While I’m pretty certain Webster’s Dictionary has a tidy and specific definition of the word “home”, my own travels in the last year have done nothing if make it one of the most complicated terms I know. Home became my belongings in a 15’ x 12’ storage unit. Home became my car. Home became the bed I slept on any given night. Home became a village in rural Ecuador and the cluster of ad hoc edifices my indigenous host family invited me into for nine months. It became their struggles, their languages, their humor, their support, their love; their way of life, for the most part, became mine.
But for any of us who have lived an expatriate life, we know this immersion into another culture does not happen swiftly nor graciously. It is usually a series of stumbles and setbacks, infused with an assortment of frustration, gallons of tears, and endless confusing lessons. To that end, many theorists have attempted to capture the process of culture shock since around the 1950s. Oberg and Gullahorn and Gullahorn laid the foundation visually with their U-curve and W-curve graphs. Their work is now ubiquitous in cross-cultural adjustment and reverse culture shock theory. Such omnipresence has seemingly led to a general and wide understanding about culture shock, and its rather commonplace existence. Rather straightforward, it makes logical sense that living and adjusting to a different culture would prove difficult and cause emotional, physical, mental, and cognitive distress. There is an expectation it will occur.
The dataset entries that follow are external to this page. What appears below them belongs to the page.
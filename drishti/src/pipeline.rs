//! Per-frame orchestration.
//!
//! ```text
//! PolarFrame ──ingest──► PointGrid ──GridDbscan──► clusters ──hull──► summaries
//!                                                     │
//!                                                     └──► ObstacleTracker ──► snapshots
//! ```
//!
//! Clusters and the grid are frame-scoped: nothing produced here borrows
//! from them once [`Pipeline::process`] returns.

use serde::{Deserialize, Serialize};

use crate::clustering::{ClusterScratch, GridDbscan};
use crate::config::DrishtiConfig;
use crate::core::{EgoMotion, Point2D, PointGrid};
use crate::error::Result;
use crate::geometry::convex_hull;
use crate::ingest::{IngestConfig, PolarFrame, ingest};
use crate::tracking::{Anomaly, ObstacleClass, ObstacleId, ObstacleTracker, TrackedObstacle};

/// Shape summary of one cluster.
#[derive(Clone, Debug, PartialEq, Serialize, Deserialize)]
pub struct ClusterSummary {
    /// Planar center
    pub center: Point2D,
    /// Member count
    pub size: usize,
    /// Convex hull vertices, counter-clockwise
    pub hull: Vec<Point2D>,
}

/// Exported state of one tracked obstacle.
#[derive(Clone, Debug, PartialEq, Serialize, Deserialize)]
pub struct ObstacleSnapshot {
    /// Stable identifier
    pub id: ObstacleId,
    /// Filtered x
    pub x: f64,
    /// Filtered y
    pub y: f64,
    /// Filtered heading
    pub theta: f64,
    /// Filtered speed
    pub speed: f64,
    /// Filtered yaw rate
    pub yaw_rate: f64,
    /// Smoothed raw speed
    pub raw_speed: f64,
    /// Rectangle corners, empty before the first fit
    pub corners: Vec<Point2D>,
    /// Rectangle center
    pub center: Option<Point2D>,
    /// Snapped length
    pub length: f64,
    /// Snapped width
    pub width: f64,
    /// Class
    pub class: ObstacleClass,
    /// Confidence
    pub confidence: u32,
    /// Consecutive unmatched frames
    pub missed_frames: u32,
}

impl From<&TrackedObstacle> for ObstacleSnapshot {
    fn from(o: &TrackedObstacle) -> Self {
        let filter = o.filter();
        Self {
            id: o.id(),
            x: filter.x(),
            y: filter.y(),
            theta: filter.theta(),
            speed: filter.speed(),
            yaw_rate: filter.yaw_rate(),
            raw_speed: o.speed(),
            corners: o
                .rectangle()
                .map(|r| r.corners().to_vec())
                .unwrap_or_default(),
            center: o.rectangle().map(|r| r.center()),
            length: o.length(),
            width: o.width(),
            class: o.class(),
            confidence: o.confidence(),
            missed_frames: o.missed_frames(),
        }
    }
}

/// Result of processing one frame.
#[derive(Clone, Debug, PartialEq, Serialize, Deserialize)]
pub struct FrameReport {
    /// Sequential frame number, starting at 0
    pub frame: u64,
    /// Frame timestamp (µs)
    pub timestamp_us: u64,
    /// Live (unsuppressed) points
    pub live_points: usize,
    /// Per-cluster summaries in discovery order
    pub clusters: Vec<ClusterSummary>,
    /// Obstacles after the update, creation order
    pub obstacles: Vec<ObstacleSnapshot>,
    /// Obstacles created this frame
    pub created: Vec<ObstacleId>,
    /// Obstacles pruned this frame
    pub pruned: Vec<ObstacleId>,
    /// Anomalies reported during refresh
    pub anomalies: Vec<(ObstacleId, Anomaly)>,
}

/// Full perception pipeline for one sensor stream.
#[derive(Debug)]
pub struct Pipeline {
    ingest: IngestConfig,
    dbscan: GridDbscan,
    scratch: ClusterScratch,
    tracker: ObstacleTracker,
    prune_stale: bool,
    frame: u64,
}

impl Pipeline {
    /// Build the pipeline from a configuration.
    pub fn new(config: &DrishtiConfig) -> Self {
        Self {
            ingest: config.ingest_config(),
            dbscan: GridDbscan::new(config.clustering_config()),
            scratch: ClusterScratch::default(),
            tracker: ObstacleTracker::new(config.tracker_config(), config.filter_config()),
            prune_stale: config.pipeline.prune_stale,
            frame: 0,
        }
    }

    /// Tracker state.
    pub fn tracker(&self) -> &ObstacleTracker {
        &self.tracker
    }

    /// Frames processed so far.
    pub fn frames_processed(&self) -> u64 {
        self.frame
    }

    /// Process an already populated grid.
    pub fn process(&mut self, grid: &PointGrid, ego: EgoMotion, timestamp_us: u64) -> FrameReport {
        let clusters = self.dbscan.cluster_with_scratch(grid, &mut self.scratch);

        let summaries = clusters
            .iter()
            .map(|cluster| ClusterSummary {
                center: cluster.center(),
                size: cluster.len(),
                hull: convex_hull(grid, cluster)
                    .into_iter()
                    .map(|i| grid.point(i).xy())
                    .collect(),
            })
            .collect();

        let update = self.tracker.update(grid, &clusters, ego, timestamp_us);
        let pruned = if self.prune_stale {
            self.tracker.prune()
        } else {
            Vec::new()
        };

        let report = FrameReport {
            frame: self.frame,
            timestamp_us,
            live_points: grid.live_count(),
            clusters: summaries,
            obstacles: self
                .tracker
                .obstacles()
                .iter()
                .map(ObstacleSnapshot::from)
                .collect(),
            created: update.created,
            pruned,
            anomalies: update.anomalies,
        };

        log::debug!(
            "Frame {}: {} live points, {} clusters, {} obstacles",
            report.frame,
            report.live_points,
            report.clusters.len(),
            report.obstacles.len()
        );
        self.frame += 1;
        report
    }

    /// Ingest a polar frame and process it.
    ///
    /// # Errors
    /// Propagates ingestion shape errors; no state changes on error.
    pub fn process_polar(
        &mut self,
        frame: &PolarFrame,
        ego: EgoMotion,
        timestamp_us: u64,
    ) -> Result<FrameReport> {
        let grid = ingest(frame, &self.ingest)?;
        Ok(self.process(&grid, ego, timestamp_us))
    }
}

#[cfg(test)]
mod tests {
    use super::*;
    use crate::core::{LidarPoint, RING_COUNT};
    use crate::error::Error;

    fn blob_grid() -> PointGrid {
        let mut grid = PointGrid::empty(12);
        for s in 0..5 {
            for r in 0..3 {
                let x = 10.0 + 0.3 * s as f64;
                let y = 4.0 + 0.3 * r as f64;
                grid.set(s, r, LidarPoint::new(x, y, 0.2, (x * x + y * y).sqrt(), 0.0));
            }
        }
        grid
    }

    #[test]
    fn test_process_reports_clusters_and_obstacles() {
        let mut pipeline = Pipeline::new(&DrishtiConfig::default());
        let report = pipeline.process(&blob_grid(), EgoMotion::ZERO, 0);

        assert_eq!(report.frame, 0);
        assert_eq!(report.live_points, 15);
        assert_eq!(report.clusters.len(), 1);
        assert_eq!(report.clusters[0].size, 15);
        assert_eq!(report.clusters[0].hull.len(), 4);
        assert_eq!(report.obstacles.len(), 1);
        assert_eq!(report.created, vec![ObstacleId(0)]);
        assert_eq!(report.obstacles[0].corners.len(), 4);
        assert_eq!(pipeline.frames_processed(), 1);
    }

    #[test]
    fn test_prune_stale_removes_lost_tracks() {
        let mut config = DrishtiConfig::default();
        config.pipeline.prune_stale = true;
        let mut pipeline = Pipeline::new(&config);

        pipeline.process(&blob_grid(), EgoMotion::ZERO, 0);
        let empty = PointGrid::empty(12);

        let mut pruned = Vec::new();
        for k in 1..=4u64 {
            pruned.extend(pipeline.process(&empty, EgoMotion::ZERO, k * 100_000).pruned);
        }
        assert_eq!(pruned, vec![ObstacleId(0)]);
        assert!(pipeline.tracker().is_empty());
    }

    #[test]
    fn test_process_polar_rejects_bad_shape() {
        let mut pipeline = Pipeline::new(&DrishtiConfig::default());
        let frame = PolarFrame::new(0.0, 10.0, vec![5.0; RING_COUNT + 1]);
        let result = pipeline.process_polar(&frame, EgoMotion::ZERO, 0);
        assert!(matches!(result, Err(Error::RangeCount { .. })));
        assert_eq!(pipeline.frames_processed(), 0);
    }

    #[test]
    fn test_report_serializes() {
        let mut pipeline = Pipeline::new(&DrishtiConfig::default());
        let report = pipeline.process(&blob_grid(), EgoMotion::ZERO, 0);
        let yaml = serde_yaml::to_string(&report).unwrap();
        assert!(yaml.contains("obstacles"));
        let parsed: FrameReport = serde_yaml::from_str(&yaml).unwrap();
        assert_eq!(parsed.obstacles.len(), 1);
    }
}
But what is it about coming home that catches us off guard? Perhaps unless a Third Culture Kid, you have a strong sense of what you call home: your culture and subcultures, your language(s), rituals, routines; an unconscious normalcy in which you pass your days. When abroad, the days can be exhausting trying to learn or perfect the local idiom, attempting to understand the customs, adjusting to the food and climate, or no hot water for bathing. Days are spent exerting ourselves with activities we simply move through effortlessly in our home culture — understanding the bus schedule and customs; not drinking the water from the faucet; how to wash your clothes by hand on a stone sink and a bar of soap; how not to be bitten by mean dogs; expressing yourself fully (or even enough) in another language.
Eventually, however, we learn new vocabulary and local dichos. We know the ins and outs of the bus route and that they collect money after you cross the Panamerican. We are taught how the dogs back off when rocks are thrown, and you find some system of washing laundry (including where the Laundromat in the nearby city is!). Discussions and relationships with your host family become deeper and more intricate. People and places become familiar. Neighbors know you and you know the shortcuts to the next town. Author Craig Storti reminds us that new routines, rituals, and norms develop, replacing those with which you arrived. What once felt foreign is now a kind of home.
This is precisely the crux of reentry and reverser culture shock. As Marion Knell explains in her book Burn Up or Splash Down: Surviving the Culture Shock of Reentry, “The use of the word re-entry makes the assumption that this is a return to something familiar…”. Unlike entering a foreign culture where one has expectations of adjustment challenges, returning home can be deceivingly difficult. Sojourners come home with new perspectives and cultural knowledge informing their understanding of themselves and the world as well as a replaced sense of home.
Some research also suggests that the more one begins to relate to or identify with their place in the family and the community, and culture, the more likely those differences will be visible in contrast upon return to the United States. Knell states that “When it comes to re-entry, we must factor in the culture a person has lived in and the degree to which the person has identified with it.” Forging those deep relationships is rewarding and essential to settling into one’s new world, but to the extent they are rich and integrative there is also a disintegration that occurs upon return.
So, what is it that inspires those of us with a deep sense of wanderlust or even trepidation about leaving our comfort zones to take the leap into the unknown of expatriate life? As Storti reminds us, “reentry…can’t begin to diminish the luster of an expatriate experience. Indeed, it is in some ways precisely because the overseas experience is so rich and stimulating that reentry becomes a problem.” In fact, often grounding the choice to live abroad is growth and the desire to change our way of thinking, being, or understanding the world. It serves us by bridging cultures, challenging assumptions, and affording the sense of truly living. “After all, frustration, loneliness, and unpleasantness are very often the precursors of insight and personal growth.” (Storti)
It is our desire for such powerful experiences “…that ha[ve] the potential to allow for personal growth, to provide mobility for social action and civic engagement, to enhance skills for…professional life, and lastly the ability to further… knowledge about the world and [our] place within it” (SSA, 2008, p. 5). Equally significant as pre-orientation, orientation, programming and processing activities, and other design components, reentry training or resources serves to synthesize and integrate the intercultural experience, expanding one’s life and contributions, and understand the extent of one’s growth from the time abroad.
Upon my own distressful and inspiring travels through reentry and reverse culture shock, I read a lot, established the expectation of reverse culture shock, and prepared as best I could. However, I still left part of me in Ecuador. Not just my home or my family, nor the memories, knowledge, or experiences, but my love for and understanding of them; who I was before them and who I now am afterwards.
I am in two places at all times now. I may be here, but home is where the heart is.